Former Uruguayan President José Mujica walked into the conference room wearing a dark brown jacket over a sweater and blue jeans and shook each of our hands. Because we had already researched him, we weren’t surprised by his casual attire. During his presidency, Mujica donated 90 percent of his earnings to charity, lived in a one-story home at the outskirts of Montevideo rather than the Presidential Palace, and was never chauffeured, preferring instead to drive his beat-up Volkswagen Beetle.
“It’s an honor to have you all in Latin America,” he began. He briefed us on Uruguay’s trade with the English Empire during World War II and the education system, which has been public and free for 120 years.
We dove into questions about his involvement with the Tupamaros, a left-wing guerilla group whose violence led to his incarceration for 13 years, along with issues including the promotion of women’s rights, dealing with the ongoing Israeli-Palestinian conflict and moving toward environmental sustainability.
When answering my question about his involvement in the guerrilla group, he told me that the ’60s was different world—a world of the Cold War, rather than one of the “third world war.”
“Democracy tends to be a prisoner of money,” he said. “That is a problem we did not have before.”
Mujica continued talking about this current plutocratic system, contrasting it with the time of Uruguay’s approaching dictatorship that prompted people like himself to take drastic measures—sometimes murder—to reclaim what they believed in.
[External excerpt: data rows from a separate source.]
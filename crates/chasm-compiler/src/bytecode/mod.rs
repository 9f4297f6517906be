//! Byte-level encoding for the `csmx` format.
//!
//! - [`SegmentWriter`] - little-endian output buffer used by the emitter
//! - [`decode_instructions`] - reads a method's instruction stream back

mod decode;
mod writer;

pub use decode::{DecodedInstruction, decode_instructions, opcodes};
pub use writer::SegmentWriter;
Likewise, this fight has to be collective and intergenerational in our civilization, he explained.
“The modern man is stupid. He is manipulated by marketing campaigns that, for example, make him vote for Trump,” he said. We all got a crack out of that one.
Equating wealth with happiness seemed to never cross the mind of the “world’s poorest president.” “Personally, I am worried about economic growth, but I am even more worried about people’s happiness, because we only have one life and it fades away,” he said. “You cannot go to a supermarket and buy years.”